Your goal — Below is a set of records. Please retype every one exactly.
+++ Data
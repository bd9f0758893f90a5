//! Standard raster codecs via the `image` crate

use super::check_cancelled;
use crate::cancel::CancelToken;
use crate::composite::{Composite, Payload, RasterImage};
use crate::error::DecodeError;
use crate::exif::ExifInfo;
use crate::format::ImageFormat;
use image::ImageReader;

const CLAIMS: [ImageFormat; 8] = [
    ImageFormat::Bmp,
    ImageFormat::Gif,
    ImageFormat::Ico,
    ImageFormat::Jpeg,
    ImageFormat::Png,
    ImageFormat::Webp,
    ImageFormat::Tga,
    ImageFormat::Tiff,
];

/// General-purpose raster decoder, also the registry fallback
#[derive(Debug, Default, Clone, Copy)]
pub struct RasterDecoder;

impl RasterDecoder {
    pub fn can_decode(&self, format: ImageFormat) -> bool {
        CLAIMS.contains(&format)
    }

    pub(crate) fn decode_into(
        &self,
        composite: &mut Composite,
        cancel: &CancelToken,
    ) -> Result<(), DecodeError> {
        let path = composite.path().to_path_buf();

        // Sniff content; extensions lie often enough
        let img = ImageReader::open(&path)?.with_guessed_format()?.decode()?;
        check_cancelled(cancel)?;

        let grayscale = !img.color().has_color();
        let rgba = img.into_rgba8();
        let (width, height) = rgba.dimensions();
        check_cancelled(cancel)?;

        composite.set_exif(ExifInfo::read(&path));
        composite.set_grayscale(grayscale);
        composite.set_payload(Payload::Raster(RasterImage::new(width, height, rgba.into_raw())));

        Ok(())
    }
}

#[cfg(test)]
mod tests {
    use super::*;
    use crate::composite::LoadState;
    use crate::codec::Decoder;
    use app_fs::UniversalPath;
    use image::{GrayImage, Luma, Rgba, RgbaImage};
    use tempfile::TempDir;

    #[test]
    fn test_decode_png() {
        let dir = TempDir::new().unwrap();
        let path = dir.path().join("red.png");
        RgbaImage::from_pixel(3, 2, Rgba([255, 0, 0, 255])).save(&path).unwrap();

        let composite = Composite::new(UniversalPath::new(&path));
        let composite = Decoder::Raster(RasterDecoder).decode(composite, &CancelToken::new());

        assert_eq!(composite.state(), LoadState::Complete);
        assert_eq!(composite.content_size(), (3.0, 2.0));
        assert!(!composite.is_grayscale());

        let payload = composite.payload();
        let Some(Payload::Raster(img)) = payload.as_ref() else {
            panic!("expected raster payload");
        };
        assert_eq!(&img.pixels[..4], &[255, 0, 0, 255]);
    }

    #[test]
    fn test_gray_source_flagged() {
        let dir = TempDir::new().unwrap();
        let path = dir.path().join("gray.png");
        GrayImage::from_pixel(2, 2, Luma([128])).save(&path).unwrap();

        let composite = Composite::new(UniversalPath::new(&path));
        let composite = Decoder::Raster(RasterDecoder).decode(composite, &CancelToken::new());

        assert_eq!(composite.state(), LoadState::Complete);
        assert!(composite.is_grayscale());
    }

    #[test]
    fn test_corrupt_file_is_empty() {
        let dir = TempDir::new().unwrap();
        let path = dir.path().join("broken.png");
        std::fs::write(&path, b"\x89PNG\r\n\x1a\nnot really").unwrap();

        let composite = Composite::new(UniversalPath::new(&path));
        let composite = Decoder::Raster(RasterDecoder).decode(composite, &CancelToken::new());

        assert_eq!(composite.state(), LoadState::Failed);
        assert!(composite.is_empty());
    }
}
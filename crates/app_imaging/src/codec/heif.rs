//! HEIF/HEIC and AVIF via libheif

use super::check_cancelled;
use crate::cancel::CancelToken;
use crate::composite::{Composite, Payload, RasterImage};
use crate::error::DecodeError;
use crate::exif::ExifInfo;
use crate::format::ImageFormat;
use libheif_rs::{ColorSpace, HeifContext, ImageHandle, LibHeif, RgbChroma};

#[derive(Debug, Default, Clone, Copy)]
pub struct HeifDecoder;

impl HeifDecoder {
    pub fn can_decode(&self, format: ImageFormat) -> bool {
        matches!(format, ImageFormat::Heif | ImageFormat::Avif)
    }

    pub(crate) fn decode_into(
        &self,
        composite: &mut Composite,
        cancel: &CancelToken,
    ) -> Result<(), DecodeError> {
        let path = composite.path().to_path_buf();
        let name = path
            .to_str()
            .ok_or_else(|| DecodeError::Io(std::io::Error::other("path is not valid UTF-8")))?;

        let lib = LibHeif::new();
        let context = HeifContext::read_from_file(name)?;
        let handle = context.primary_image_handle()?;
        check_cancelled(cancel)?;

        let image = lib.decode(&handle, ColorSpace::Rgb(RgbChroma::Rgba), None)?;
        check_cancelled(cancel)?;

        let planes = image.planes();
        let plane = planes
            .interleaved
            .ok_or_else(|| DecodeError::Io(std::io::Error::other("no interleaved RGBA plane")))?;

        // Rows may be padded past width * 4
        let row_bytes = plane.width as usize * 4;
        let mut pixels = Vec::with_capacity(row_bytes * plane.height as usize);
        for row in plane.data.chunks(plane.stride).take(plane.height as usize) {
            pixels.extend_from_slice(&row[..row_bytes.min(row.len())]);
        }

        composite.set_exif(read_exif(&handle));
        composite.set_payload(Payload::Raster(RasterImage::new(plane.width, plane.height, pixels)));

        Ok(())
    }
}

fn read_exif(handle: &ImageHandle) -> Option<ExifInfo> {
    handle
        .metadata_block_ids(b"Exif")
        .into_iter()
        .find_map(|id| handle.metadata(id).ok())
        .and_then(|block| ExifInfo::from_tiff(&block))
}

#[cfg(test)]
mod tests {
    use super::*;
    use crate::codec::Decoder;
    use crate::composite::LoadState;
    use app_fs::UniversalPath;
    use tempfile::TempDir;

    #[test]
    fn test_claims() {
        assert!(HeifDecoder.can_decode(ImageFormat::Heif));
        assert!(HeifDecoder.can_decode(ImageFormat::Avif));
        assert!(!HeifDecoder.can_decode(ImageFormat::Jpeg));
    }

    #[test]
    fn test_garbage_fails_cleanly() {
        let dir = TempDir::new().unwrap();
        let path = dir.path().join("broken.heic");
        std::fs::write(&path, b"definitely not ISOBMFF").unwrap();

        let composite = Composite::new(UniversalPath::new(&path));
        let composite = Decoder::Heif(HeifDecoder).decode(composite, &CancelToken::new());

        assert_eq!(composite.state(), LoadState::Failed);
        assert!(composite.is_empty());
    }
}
++++++
Solution —
repository bd9f0758893f90a5
//! Standard raster codecs via the `image` crate

use super::check_cancelled;
use crate::cancel::CancelToken;
use crate::composite::{Composite, Payload, RasterImage};
use crate::error::DecodeError;
use crate::exif::ExifInfo;
use crate::format::ImageFormat;
use image::ImageReader;

const CLAIMS: [ImageFormat; 8] = [
    ImageFormat::Bmp,
    ImageFormat::Gif,
    ImageFormat::Ico,
    ImageFormat::Jpeg,
    ImageFormat::Png,
    ImageFormat::Webp,
    ImageFormat::Tga,
    ImageFormat::Tiff,
];

/// General-purpose raster decoder, also the registry fallback
#[derive(Debug, Default, Clone, Copy)]
pub struct RasterDecoder;

impl RasterDecoder {
    pub fn can_decode(&self, format: ImageFormat) -> bool {
        CLAIMS.contains(&format)
    }

    pub(crate) fn decode_into(
        &self,
        composite: &mut Composite,
        cancel: &CancelToken,
    ) -> Result<(), DecodeError> {
        let path = composite.path().to_path_buf();

        // Sniff content; extensions lie often enough
        let img = ImageReader::open(&path)?.with_guessed_format()?.decode()?;
        check_cancelled(cancel)?;

        let grayscale = !img.color().has_color();
        let rgba = img.into_rgba8();
        let (width, height) = rgba.dimensions();
        check_cancelled(cancel)?;

        composite.set_exif(ExifInfo::read(&path));
        composite.set_grayscale(grayscale);
        composite.set_payload(Payload::Raster(RasterImage::new(width, height, rgba.into_raw())));

        Ok(())
    }
}

#[cfg(test)]
mod tests {
    use super::*;
    use crate::composite::LoadState;
    use crate::codec::Decoder;
    use app_fs::UniversalPath;
    use image::{GrayImage, Luma, Rgba, RgbaImage};
    use tempfile::TempDir;

    #[test]
    fn test_decode_png() {
        let dir = TempDir::new().unwrap();
        let path = dir.path().join("red.png");
        RgbaImage::from_pixel(3, 2, Rgba([255, 0, 0, 255])).save(&path).unwrap();

        let composite = Composite::new(UniversalPath::new(&path));
        let composite = Decoder::Raster(RasterDecoder).decode(composite, &CancelToken::new());

        assert_eq!(composite.state(), LoadState::Complete);
        assert_eq!(composite.content_size(), (3.0, 2.0));
        assert!(!composite.is_grayscale());

        let payload = composite.payload();
        let Some(Payload::Raster(img)) = payload.as_ref() else {
            panic!("expected raster payload");
        };
        assert_eq!(&img.pixels[..4], &[255, 0, 0, 255]);
    }

    #[test]
    fn test_gray_source_flagged() {
        let dir = TempDir::new().unwrap();
        let path = dir.path().join("gray.png");
        GrayImage::from_pixel(2, 2, Luma([128])).save(&path).unwrap();

        let composite = Composite::new(UniversalPath::new(&path));
        let composite = Decoder::Raster(RasterDecoder).decode(composite, &CancelToken::new());

        assert_eq!(composite.state(), LoadState::Complete);
        assert!(composite.is_grayscale());
    }

    #[test]
    fn test_corrupt_file_is_empty() {
        let dir = TempDir::new().unwrap();
        let path = dir.path().join("broken.png");
        std::fs::write(&path, b"\x89PNG\r\n\x1a\nnot really").unwrap();

        let composite = Composite::new(UniversalPath::new(&path));
        let composite = Decoder::Raster(RasterDecoder).decode(composite, &CancelToken::new());

        assert_eq!(composite.state(), LoadState::Failed);
        assert!(composite.is_empty());
    }
}
filename crates/app_imaging/src/codec/heif.rs
//! HEIF/HEIC and AVIF via libheif

use super::check_cancelled;
use crate::cancel::CancelToken;
use crate::composite::{Composite, Payload, RasterImage};
use crate::error::DecodeError;
use crate::exif::ExifInfo;
use crate::format::ImageFormat;
use libheif_rs::{ColorSpace, HeifContext, ImageHandle, LibHeif, RgbChroma};

#[derive(Debug, Default, Clone, Copy)]
pub struct HeifDecoder;

impl HeifDecoder {
    pub fn can_decode(&self, format: ImageFormat) -> bool {
        matches!(format, ImageFormat::Heif | ImageFormat::Avif)
    }

    pub(crate) fn decode_into(
        &self,
        composite: &mut Composite,
        cancel: &CancelToken,
    ) -> Result<(), DecodeError> {
        let path = composite.path().to_path_buf();
        let name = path
            .to_str()
            .ok_or_else(|| DecodeError::Io(std::io::Error::other("path is not valid UTF-8")))?;

        let lib = LibHeif::new();
        let context = HeifContext::read_from_file(name)?;
        let handle = context.primary_image_handle()?;
        check_cancelled(cancel)?;

        let image = lib.decode(&handle, ColorSpace::Rgb(RgbChroma::Rgba), None)?;
        check_cancelled(cancel)?;

        let planes = image.planes();
        let plane = planes
            .interleaved
            .ok_or_else(|| DecodeError::Io(std::io::Error::other("no interleaved RGBA plane")))?;

        // Rows may be padded past width * 4
        let row_bytes = plane.width as usize * 4;
        let mut pixels = Vec::with_capacity(row_bytes * plane.height as usize);
        for row in plane.data.chunks(plane.stride).take(plane.height as usize) {
            pixels.extend_from_slice(&row[..row_bytes.min(row.len())]);
        }

        composite.set_exif(read_exif(&handle));
        composite.set_payload(Payload::Raster(RasterImage::new(plane.width, plane.height, pixels)));

        Ok(())
    }
}

fn read_exif(handle: &ImageHandle) -> Option<ExifInfo> {
    handle
        .metadata_block_ids(b"Exif")
        .into_iter()
        .find_map(|id| handle.metadata(id).ok())
        .and_then(|block| ExifInfo::from_tiff(&block))
}

#[cfg(test)]
mod tests {
    use super::*;
    use crate::codec::Decoder;
    use crate::composite::LoadState;
    use app_fs::UniversalPath;
    use tempfile::TempDir;

    #[test]
    fn test_claims() {
        assert!(HeifDecoder.can_decode(ImageFormat::Heif));
        assert!(HeifDecoder.can_decode(ImageFormat::Avif));
        assert!(!HeifDecoder.can_decode(ImageFormat::Jpeg));
    }

    #[test]
    fn test_garbage_fails_cleanly() {
        let dir = TempDir::new().unwrap();
        let path = dir.path().join("broken.heic");
        std::fs::write(&path, b"definitely not ISOBMFF").unwrap();

        let composite = Composite::new(UniversalPath::new(&path));
        let composite = Decoder::Heif(HeifDecoder).decode(composite, &CancelToken::new());

        assert_eq!(composite.state(), LoadState::Failed);
        assert!(composite.is_empty());
    }
}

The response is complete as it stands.